▸ **DATA RECORDS**

▼

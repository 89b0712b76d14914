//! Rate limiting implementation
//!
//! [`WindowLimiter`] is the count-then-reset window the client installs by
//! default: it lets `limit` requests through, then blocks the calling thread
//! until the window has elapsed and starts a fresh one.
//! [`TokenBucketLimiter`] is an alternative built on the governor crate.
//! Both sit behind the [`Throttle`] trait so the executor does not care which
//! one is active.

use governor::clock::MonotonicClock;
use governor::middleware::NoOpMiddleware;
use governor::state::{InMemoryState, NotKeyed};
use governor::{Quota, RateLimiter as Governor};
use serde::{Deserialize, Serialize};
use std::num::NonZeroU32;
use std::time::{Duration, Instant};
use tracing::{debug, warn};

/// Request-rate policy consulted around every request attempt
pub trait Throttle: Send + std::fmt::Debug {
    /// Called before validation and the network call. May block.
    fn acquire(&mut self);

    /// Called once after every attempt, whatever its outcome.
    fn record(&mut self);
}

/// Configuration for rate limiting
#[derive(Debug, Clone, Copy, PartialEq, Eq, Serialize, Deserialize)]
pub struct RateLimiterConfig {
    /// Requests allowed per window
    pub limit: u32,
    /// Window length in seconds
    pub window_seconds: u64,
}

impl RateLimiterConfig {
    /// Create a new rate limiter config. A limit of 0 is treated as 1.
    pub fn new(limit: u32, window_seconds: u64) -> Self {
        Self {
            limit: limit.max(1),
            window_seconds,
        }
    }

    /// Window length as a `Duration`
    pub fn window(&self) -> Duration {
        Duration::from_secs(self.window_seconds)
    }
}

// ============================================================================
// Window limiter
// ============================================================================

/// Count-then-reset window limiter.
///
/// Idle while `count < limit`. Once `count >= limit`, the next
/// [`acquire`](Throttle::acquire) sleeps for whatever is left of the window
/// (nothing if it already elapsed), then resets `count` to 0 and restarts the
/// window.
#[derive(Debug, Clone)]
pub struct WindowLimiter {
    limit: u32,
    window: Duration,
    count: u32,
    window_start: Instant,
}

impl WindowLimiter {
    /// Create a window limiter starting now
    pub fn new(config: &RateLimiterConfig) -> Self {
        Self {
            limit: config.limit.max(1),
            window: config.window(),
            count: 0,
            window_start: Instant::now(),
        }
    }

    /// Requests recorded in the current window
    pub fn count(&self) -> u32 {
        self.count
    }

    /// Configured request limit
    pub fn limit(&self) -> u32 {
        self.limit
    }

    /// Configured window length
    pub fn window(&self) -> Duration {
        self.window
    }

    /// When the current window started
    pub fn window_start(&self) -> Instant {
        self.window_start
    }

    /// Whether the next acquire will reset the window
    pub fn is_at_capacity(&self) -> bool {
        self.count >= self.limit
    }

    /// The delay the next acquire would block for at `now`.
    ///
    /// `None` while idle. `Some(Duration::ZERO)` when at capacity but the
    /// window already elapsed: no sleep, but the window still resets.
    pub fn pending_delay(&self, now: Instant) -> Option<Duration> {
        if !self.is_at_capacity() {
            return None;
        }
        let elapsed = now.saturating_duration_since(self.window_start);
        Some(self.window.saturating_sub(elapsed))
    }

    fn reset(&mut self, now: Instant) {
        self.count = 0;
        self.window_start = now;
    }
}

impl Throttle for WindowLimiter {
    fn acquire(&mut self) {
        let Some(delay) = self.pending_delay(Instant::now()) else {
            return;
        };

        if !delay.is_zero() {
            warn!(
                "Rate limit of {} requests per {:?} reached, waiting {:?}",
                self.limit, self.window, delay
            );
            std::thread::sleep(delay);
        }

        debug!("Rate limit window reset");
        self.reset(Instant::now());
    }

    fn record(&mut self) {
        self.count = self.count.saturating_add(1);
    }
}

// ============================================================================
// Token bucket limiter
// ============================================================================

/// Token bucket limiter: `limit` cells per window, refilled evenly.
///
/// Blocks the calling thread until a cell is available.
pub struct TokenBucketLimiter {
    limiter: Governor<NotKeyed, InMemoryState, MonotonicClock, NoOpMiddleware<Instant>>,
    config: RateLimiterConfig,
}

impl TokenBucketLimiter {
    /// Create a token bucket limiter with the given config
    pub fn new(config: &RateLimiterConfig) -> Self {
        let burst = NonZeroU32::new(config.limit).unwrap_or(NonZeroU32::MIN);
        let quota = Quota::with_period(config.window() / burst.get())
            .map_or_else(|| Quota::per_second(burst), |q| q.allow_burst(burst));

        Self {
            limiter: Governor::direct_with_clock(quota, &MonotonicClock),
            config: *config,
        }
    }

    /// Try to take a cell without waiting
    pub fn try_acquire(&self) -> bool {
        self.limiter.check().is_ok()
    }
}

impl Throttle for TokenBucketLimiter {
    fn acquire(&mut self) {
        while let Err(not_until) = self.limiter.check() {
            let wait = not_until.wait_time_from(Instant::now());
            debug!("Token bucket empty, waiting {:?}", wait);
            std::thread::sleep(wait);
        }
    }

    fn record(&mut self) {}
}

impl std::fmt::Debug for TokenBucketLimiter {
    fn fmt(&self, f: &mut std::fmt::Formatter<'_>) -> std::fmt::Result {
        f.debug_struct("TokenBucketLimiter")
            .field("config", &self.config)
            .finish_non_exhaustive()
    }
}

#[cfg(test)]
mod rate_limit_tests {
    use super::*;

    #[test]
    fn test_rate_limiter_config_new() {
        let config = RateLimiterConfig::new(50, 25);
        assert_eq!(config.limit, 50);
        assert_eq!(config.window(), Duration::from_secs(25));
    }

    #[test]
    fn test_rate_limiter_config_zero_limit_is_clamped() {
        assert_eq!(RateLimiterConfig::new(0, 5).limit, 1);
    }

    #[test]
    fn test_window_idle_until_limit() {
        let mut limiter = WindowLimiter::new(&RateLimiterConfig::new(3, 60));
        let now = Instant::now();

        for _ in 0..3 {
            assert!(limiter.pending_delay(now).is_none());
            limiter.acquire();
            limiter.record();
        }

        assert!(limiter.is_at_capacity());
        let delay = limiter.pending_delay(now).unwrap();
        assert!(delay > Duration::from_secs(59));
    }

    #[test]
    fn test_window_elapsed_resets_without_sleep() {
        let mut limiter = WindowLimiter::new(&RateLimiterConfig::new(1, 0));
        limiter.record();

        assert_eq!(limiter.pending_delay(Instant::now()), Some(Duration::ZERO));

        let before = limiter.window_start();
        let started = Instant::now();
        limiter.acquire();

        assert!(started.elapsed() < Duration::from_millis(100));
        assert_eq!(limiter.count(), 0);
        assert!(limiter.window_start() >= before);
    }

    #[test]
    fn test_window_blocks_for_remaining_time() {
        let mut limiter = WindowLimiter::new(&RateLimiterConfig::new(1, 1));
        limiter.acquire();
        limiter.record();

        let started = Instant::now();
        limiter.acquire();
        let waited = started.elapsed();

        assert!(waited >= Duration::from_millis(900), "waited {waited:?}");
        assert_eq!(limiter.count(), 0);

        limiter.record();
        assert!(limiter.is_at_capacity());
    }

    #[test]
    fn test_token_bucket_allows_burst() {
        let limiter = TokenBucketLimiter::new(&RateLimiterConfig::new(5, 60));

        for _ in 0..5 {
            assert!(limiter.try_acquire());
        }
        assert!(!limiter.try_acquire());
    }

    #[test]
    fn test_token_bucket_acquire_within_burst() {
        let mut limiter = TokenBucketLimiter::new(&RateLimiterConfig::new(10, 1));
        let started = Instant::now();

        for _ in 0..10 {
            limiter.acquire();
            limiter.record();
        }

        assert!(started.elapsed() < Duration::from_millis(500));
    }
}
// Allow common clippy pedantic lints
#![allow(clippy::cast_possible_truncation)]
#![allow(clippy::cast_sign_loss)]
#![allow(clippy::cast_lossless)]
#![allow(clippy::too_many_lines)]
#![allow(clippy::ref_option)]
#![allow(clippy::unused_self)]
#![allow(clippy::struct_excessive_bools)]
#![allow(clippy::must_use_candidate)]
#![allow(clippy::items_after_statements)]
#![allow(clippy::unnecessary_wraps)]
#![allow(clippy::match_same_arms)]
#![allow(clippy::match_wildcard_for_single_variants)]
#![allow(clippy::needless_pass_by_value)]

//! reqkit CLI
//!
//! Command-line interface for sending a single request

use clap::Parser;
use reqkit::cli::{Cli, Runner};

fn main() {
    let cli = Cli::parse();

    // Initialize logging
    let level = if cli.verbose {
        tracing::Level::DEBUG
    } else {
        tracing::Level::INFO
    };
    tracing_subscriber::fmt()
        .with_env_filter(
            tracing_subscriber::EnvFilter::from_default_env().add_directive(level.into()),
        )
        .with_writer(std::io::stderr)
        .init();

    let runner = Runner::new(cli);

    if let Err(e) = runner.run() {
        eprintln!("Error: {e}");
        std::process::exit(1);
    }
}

▲

▸ **DESCRIPTION OF THE TASK**
How many of the lines above contain the string "Some"? Give the count alone.

▸ **SOLUTION BELOW**
4